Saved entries
[Start of Attachment]

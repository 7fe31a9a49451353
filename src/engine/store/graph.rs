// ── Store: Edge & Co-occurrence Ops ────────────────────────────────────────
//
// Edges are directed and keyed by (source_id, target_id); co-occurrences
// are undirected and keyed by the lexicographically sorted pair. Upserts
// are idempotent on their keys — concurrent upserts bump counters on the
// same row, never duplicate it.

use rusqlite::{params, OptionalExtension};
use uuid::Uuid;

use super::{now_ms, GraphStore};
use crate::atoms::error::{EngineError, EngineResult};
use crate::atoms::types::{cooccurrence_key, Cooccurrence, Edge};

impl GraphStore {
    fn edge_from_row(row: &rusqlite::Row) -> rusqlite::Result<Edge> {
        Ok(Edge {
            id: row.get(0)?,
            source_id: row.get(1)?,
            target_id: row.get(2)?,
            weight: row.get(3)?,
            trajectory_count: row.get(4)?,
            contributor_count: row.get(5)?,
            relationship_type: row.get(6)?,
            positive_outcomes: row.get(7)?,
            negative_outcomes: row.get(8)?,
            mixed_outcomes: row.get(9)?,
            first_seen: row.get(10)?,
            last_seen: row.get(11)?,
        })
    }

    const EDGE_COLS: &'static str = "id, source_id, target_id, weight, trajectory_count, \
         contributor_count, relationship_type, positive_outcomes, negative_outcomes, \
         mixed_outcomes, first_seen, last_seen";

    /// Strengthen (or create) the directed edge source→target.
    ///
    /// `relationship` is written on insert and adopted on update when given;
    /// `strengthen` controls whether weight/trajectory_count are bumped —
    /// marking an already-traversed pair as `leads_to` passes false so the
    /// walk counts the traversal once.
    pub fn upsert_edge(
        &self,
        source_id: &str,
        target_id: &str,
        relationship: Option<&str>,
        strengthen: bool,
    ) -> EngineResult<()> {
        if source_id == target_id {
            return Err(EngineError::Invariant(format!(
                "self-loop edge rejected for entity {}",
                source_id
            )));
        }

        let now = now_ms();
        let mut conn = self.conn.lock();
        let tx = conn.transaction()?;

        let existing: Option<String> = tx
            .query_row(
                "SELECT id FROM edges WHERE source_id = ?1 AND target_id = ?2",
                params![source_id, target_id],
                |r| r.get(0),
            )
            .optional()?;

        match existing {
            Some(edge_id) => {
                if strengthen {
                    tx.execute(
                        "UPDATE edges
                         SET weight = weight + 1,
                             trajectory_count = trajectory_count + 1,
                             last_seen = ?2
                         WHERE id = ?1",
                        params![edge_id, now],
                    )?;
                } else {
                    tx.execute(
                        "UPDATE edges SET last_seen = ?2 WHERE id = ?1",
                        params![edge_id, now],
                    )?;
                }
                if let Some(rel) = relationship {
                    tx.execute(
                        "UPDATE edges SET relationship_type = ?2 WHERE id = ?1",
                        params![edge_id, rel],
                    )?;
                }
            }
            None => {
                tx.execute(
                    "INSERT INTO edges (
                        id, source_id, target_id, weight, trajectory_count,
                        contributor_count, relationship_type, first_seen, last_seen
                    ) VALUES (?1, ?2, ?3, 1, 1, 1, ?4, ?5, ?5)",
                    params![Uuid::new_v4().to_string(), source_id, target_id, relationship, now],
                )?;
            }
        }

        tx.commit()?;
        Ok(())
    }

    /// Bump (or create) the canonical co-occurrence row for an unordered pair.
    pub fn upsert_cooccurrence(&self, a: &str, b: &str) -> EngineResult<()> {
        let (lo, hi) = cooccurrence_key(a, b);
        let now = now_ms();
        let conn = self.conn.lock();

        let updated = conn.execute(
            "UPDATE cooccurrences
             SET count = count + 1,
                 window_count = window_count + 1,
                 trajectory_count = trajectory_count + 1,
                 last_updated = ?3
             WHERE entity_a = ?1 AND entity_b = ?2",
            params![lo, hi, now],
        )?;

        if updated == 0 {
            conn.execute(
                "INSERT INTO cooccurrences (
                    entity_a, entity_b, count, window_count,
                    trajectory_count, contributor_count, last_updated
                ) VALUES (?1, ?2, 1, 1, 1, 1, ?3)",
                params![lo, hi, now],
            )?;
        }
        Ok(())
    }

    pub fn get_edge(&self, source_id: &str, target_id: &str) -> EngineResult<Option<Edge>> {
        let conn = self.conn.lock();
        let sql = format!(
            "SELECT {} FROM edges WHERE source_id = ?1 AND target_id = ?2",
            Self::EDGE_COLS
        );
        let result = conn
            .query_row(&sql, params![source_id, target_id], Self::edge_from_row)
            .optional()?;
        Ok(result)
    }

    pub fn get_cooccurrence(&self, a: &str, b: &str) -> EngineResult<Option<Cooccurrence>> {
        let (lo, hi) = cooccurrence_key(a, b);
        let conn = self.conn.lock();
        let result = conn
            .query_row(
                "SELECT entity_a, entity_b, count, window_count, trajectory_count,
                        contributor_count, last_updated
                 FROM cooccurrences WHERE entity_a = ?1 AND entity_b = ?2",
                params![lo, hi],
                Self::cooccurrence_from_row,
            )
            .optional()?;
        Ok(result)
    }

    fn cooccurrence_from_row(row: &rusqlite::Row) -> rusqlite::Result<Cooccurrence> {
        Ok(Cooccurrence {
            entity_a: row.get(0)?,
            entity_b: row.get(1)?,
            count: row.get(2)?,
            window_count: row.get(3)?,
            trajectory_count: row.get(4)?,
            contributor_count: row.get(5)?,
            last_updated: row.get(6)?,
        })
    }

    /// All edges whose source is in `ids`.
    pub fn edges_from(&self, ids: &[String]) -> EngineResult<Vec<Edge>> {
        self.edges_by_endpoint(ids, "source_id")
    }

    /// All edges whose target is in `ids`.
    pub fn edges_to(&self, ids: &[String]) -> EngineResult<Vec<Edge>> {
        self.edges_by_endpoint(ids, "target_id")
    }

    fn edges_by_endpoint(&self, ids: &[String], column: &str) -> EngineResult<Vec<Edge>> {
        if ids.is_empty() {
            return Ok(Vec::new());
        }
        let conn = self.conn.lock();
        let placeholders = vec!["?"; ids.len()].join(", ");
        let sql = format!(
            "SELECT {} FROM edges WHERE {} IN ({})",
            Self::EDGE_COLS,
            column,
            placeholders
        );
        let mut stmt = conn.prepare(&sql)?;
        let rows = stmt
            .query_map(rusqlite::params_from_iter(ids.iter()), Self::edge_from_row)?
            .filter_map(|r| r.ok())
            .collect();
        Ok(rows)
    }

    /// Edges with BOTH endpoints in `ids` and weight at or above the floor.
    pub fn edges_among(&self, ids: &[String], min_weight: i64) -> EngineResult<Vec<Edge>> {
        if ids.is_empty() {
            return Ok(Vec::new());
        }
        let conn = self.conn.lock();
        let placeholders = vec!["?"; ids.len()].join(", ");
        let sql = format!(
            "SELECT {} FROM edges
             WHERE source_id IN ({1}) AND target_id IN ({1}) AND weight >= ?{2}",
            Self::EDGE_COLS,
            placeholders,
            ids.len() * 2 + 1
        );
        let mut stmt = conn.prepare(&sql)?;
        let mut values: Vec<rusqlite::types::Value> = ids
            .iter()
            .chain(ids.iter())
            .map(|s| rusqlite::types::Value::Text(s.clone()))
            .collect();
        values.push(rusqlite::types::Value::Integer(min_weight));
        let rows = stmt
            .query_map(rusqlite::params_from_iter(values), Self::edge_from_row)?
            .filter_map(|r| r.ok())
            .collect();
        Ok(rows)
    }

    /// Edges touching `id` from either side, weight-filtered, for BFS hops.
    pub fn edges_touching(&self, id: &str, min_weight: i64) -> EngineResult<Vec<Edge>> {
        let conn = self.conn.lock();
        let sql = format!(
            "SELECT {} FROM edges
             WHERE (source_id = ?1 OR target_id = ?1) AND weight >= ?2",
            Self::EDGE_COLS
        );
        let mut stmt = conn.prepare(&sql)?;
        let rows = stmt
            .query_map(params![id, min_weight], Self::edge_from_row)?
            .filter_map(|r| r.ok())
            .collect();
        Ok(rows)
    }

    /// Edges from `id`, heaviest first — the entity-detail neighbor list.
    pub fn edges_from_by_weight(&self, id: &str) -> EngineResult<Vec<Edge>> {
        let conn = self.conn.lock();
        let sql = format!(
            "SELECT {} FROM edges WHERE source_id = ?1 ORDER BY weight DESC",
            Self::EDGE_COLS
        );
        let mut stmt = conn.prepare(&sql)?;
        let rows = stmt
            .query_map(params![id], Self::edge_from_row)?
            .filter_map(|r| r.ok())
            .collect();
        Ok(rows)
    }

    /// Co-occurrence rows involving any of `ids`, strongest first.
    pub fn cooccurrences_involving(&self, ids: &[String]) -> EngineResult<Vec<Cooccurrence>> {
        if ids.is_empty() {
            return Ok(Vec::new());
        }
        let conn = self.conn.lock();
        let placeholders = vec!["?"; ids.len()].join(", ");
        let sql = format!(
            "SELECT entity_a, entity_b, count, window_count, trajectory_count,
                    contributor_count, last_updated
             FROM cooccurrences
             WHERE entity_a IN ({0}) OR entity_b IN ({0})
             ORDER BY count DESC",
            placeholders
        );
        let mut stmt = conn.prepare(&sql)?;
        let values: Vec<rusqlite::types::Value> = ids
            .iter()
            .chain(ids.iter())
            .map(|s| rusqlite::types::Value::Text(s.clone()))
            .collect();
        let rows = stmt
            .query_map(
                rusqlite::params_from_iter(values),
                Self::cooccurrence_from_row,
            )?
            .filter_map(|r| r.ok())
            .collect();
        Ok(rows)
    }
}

[End of Attachment]

Directions: Copy the lines above that hold the word "types".

Solution to the exercise:
use crate::atoms::types::{cooccurrence_key, Cooccurrence, Edge};
        let mut values: Vec<rusqlite::types::Value> = ids
            .map(|s| rusqlite::types::Value::Text(s.clone()))
        values.push(rusqlite::types::Value::Integer(min_weight));
        let values: Vec<rusqlite::types::Value> = ids
            .map(|s| rusqlite::types::Value::Text(s.clone()))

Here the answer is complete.